LWs change the process of the traditional interview: they capitalise on the spontaneous content generation and meaning making enhanced by LEGO bricks. Constructivist thinkers and philosophers, like Papert, have widely analysed how the act of making things with hands, the act of constructing something concrete, activates different areas of the brain, allowing a different way to think and conceptualise.
LWs stems from such assumptions: if the brain thinks differently while hands and the individual are engaged in a constructive process, the information I can get from the interviewee are different, freed from the natural tensions of question-answer alternate, free from inquisitive questions which most the time contain a challenge, a provocation or a hint for the answer.
It’s well known that every time we interact with someone we put in place a number of cognitive mechanisms and we tend to provide answers which reflect the kind of image we want to portrait of ourselves, the will to satisfy [or challenge] the interviewer’s expectations, the social pressures we are subject to and the context. All these elements set some defensive mechanisms and generate a tension between the interviewees and the interviewer.
But what if we change the rules of the game and all these mechanisms become obsolete? What if instead of answering directly to the question the interviewee is asked to build a LEGO model of his answers? That is how LWs work.
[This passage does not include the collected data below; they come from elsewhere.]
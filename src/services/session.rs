// ============================================================================
// SESSION - Persistencia de sesión + login/logout/forced logout
// ============================================================================
// El SessionStore es el único dueño de las claves persistidas (URL, token,
// rol, profile). El gateway y el router lo reciben inyectado; nada lee
// localStorage por su cuenta.
// ============================================================================

use serde_json::{json, Value};
use std::rc::Rc;

use crate::config::CONFIG;
use crate::models::{Role, SessionData};
use crate::services::api::{ApiClient, ApiResponse, CallOptions};
use crate::utils::{load_json, pick, pick_str, save_json, KeyValueBackend};

pub const KEY_API_URL: &str = "API_URL";
pub const KEY_SESSION_TOKEN: &str = "sessionToken";
pub const KEY_ROLE: &str = "role";
pub const KEY_PROFILE: &str = "profile";

pub const LOGIN_HASH: &str = "#/login";

pub struct SessionStore {
    backend: Rc<dyn KeyValueBackend>,
}

impl SessionStore {
    pub fn new(backend: Rc<dyn KeyValueBackend>) -> Self {
        Self { backend }
    }

    /// URL efectiva: la guardada, o el default de compilación.
    pub fn api_url(&self) -> String {
        self.backend
            .get(KEY_API_URL)
            .filter(|s| !s.is_empty())
            .unwrap_or_else(|| CONFIG.default_api_url.clone())
    }

    /// Solo la URL guardada (el login la usa para prellenar el campo).
    pub fn saved_api_url(&self) -> Option<String> {
        self.backend.get(KEY_API_URL).filter(|s| !s.is_empty())
    }

    pub fn token(&self) -> String {
        self.backend.get(KEY_SESSION_TOKEN).unwrap_or_default()
    }

    pub fn role(&self) -> Option<Role> {
        Role::parse(&self.backend.get(KEY_ROLE)?)
    }

    pub fn profile(&self) -> Value {
        load_json(self.backend.as_ref(), KEY_PROFILE).unwrap_or_else(|| json!({}))
    }

    pub fn is_authed(&self) -> bool {
        !self.token().is_empty()
    }

    pub fn set_session(&self, session: &SessionData) {
        if !session.endpoint_url.is_empty() {
            let _ = self.backend.set(KEY_API_URL, &session.endpoint_url);
        }
        if !session.token.is_empty() {
            let _ = self.backend.set(KEY_SESSION_TOKEN, &session.token);
        }
        if !session.role.is_empty() {
            let _ = self.backend.set(KEY_ROLE, &session.role);
        }
        let _ = save_json(self.backend.as_ref(), KEY_PROFILE, &session.profile);
    }

    /// Idempotente: limpiar dos veces es inocuo, por eso las invocaciones
    /// concurrentes de force_logout no necesitan lock.
    pub fn clear(&self) {
        self.backend.remove(KEY_API_URL);
        self.backend.remove(KEY_SESSION_TOKEN);
        self.backend.remove(KEY_ROLE);
        self.backend.remove(KEY_PROFILE);
    }
}

/// Login contra el backend. Usa overrides porque todavía no hay sesión
/// guardada. En éxito persiste la sesión; en fallo devuelve la respuesta
/// del gateway sin tocar.
pub async fn login(
    api: &ApiClient,
    store: &SessionStore,
    username: &str,
    password: &str,
    api_url: &str,
) -> ApiResponse {
    let res = api
        .call_with(
            "auth_login",
            json!({ "username": username, "password": password }),
            CallOptions {
                endpoint_override: Some(api_url.to_string()),
                token_override: Some(String::new()),
                force_post: false,
            },
        )
        .await;

    if !res.ok {
        return res;
    }

    let token = pick_str(&res.raw, &["sessionToken", "data.sessionToken"]).unwrap_or_default();
    let role = pick_str(&res.raw, &["role", "data.role"]).unwrap_or_default();
    let profile = pick(&res.raw, &["profile", "data.profile"])
        .cloned()
        .unwrap_or_else(|| json!({}));

    store.set_session(&SessionData {
        endpoint_url: api_url.to_string(),
        token,
        role: role.clone(),
        profile,
    });
    log::info!("✅ [SESSION] Login correcto, rol: {}", role);

    res
}

/// Logout best-effort: avisa al backend y limpia local pase lo que pase.
pub async fn logout(api: &ApiClient, store: &SessionStore) {
    let res = api.call("auth_logout", json!({})).await;
    if !res.ok {
        log::warn!("⚠️ [SESSION] auth_logout falló ({:?}), limpiando igual", res.error_code);
    }
    store.clear();
}

/// Logout forzado por sesión inválida. Limpia siempre; navega a login solo
/// si no estamos ya ahí (evita bucles de redirect cuando varias llamadas
/// concurrentes detectan la invalidez a la vez).
pub fn force_logout(store: &SessionStore) {
    store.clear();

    if let Some(window) = web_sys::window() {
        let location = window.location();
        let hash = location.hash().unwrap_or_default();
        if !hash.starts_with(LOGIN_HASH) {
            let _ = location.set_hash(LOGIN_HASH);
        }
    }
}

#[cfg(all(test, target_arch = "wasm32"))]
mod wasm_tests {
    use super::*;
    use crate::utils::MemoryBackend;
    use wasm_bindgen_test::*;

    wasm_bindgen_test_configure!(run_in_browser);

    // force_logout solo toca location cuando el hash todavía no apunta a
    // login: varias detecciones concurrentes de sesión inválida producen un
    // único redirect.
    #[wasm_bindgen_test]
    fn force_logout_redirects_once_and_respects_login_hash() {
        let store = SessionStore::new(Rc::new(MemoryBackend::new()));
        store.set_session(&SessionData {
            endpoint_url: "https://api.example/exec".to_string(),
            token: "tok".to_string(),
            role: "ADMIN".to_string(),
            profile: json!({}),
        });

        let location = web_sys::window().unwrap().location();
        let _ = location.set_hash("#/stock");
        force_logout(&store);
        assert!(!store.is_authed());
        assert_eq!(location.hash().unwrap(), LOGIN_HASH);

        // ya en login (con query incluida): una segunda invocación limpia
        // pero no reescribe el hash
        let _ = location.set_hash("#/login?next=stock");
        force_logout(&store);
        assert_eq!(location.hash().unwrap(), "#/login?next=stock");
    }
}

#[cfg(test)]
mod tests {
    use super::*;
    use crate::utils::MemoryBackend;

    fn store() -> SessionStore {
        SessionStore::new(Rc::new(MemoryBackend::new()))
    }

    #[test]
    fn session_roundtrip() {
        let store = store();
        assert!(!store.is_authed());

        store.set_session(&SessionData {
            endpoint_url: "https://api.example/exec".to_string(),
            token: "tok123".to_string(),
            role: "STORE".to_string(),
            profile: json!({ "name": "สมชาย" }),
        });

        assert!(store.is_authed());
        assert_eq!(store.api_url(), "https://api.example/exec");
        assert_eq!(store.token(), "tok123");
        assert_eq!(store.role(), Some(Role::Store));
        assert_eq!(store.profile()["name"], json!("สมชาย"));
    }

    #[test]
    fn clear_is_idempotent() {
        let store = store();
        store.set_session(&SessionData {
            endpoint_url: "u".to_string(),
            token: "t".to_string(),
            role: "ADMIN".to_string(),
            profile: json!({}),
        });
        store.clear();
        store.clear();
        assert!(!store.is_authed());
        assert_eq!(store.role(), None);
    }

    #[test]
    fn set_session_skips_empty_fields() {
        let store = store();
        store.set_session(&SessionData {
            endpoint_url: "u1".to_string(),
            token: "t1".to_string(),
            role: "ADMIN".to_string(),
            profile: json!({}),
        });
        // un segundo login sin rol no debe borrar el rol anterior
        store.set_session(&SessionData {
            endpoint_url: String::new(),
            token: "t2".to_string(),
            role: String::new(),
            profile: json!({}),
        });
        assert_eq!(store.api_url(), "u1");
        assert_eq!(store.token(), "t2");
        assert_eq!(store.role(), Some(Role::Admin));
    }

    #[test]
    fn corrupt_profile_degrades_to_empty_object() {
        let store = store();
        let backend = MemoryBackend::new();
        backend.set(KEY_PROFILE, "{broken").unwrap();
        let store2 = SessionStore::new(Rc::new(backend));
        assert_eq!(store2.profile(), json!({}));
        assert_eq!(store.profile(), json!({}));
    }
}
LWs let the interviewee to spontaneously define the keywords and the main issues around the interview topic – interviewees’ opinions are the core of the process and the interviewer leads such a process by challenging the model rather than the individual. Since each brick acquires some peculiar meaning during the interviewees’ constructive process, through the use of the model, the interviewer delves into the topics and investigates on the ideas and concepts expressed by interviewees without challenging directly the individual on a personal level, but talking about the model. Such a non aggressive, constructive and collaborative way to discuss topics provides unexpected results: issues which are touched during LWs are often beyond what even the interviewee expected to say or reveal. The interviewee gets involved in the process, feels protected in a way by the presence and the mediation of the LEGO model and becomes much relaxed, reducing the natural defensive mechanisms induced by the traditional quick sparring match.
LegoViews act exactly as Socrates’ midwife: the LEGO bricks simply help people to give birth to ideas and concepts which are there but which do not always emerge and the reflection induced by the LWs’ process permits to these subconscious ideas to become known and to flow.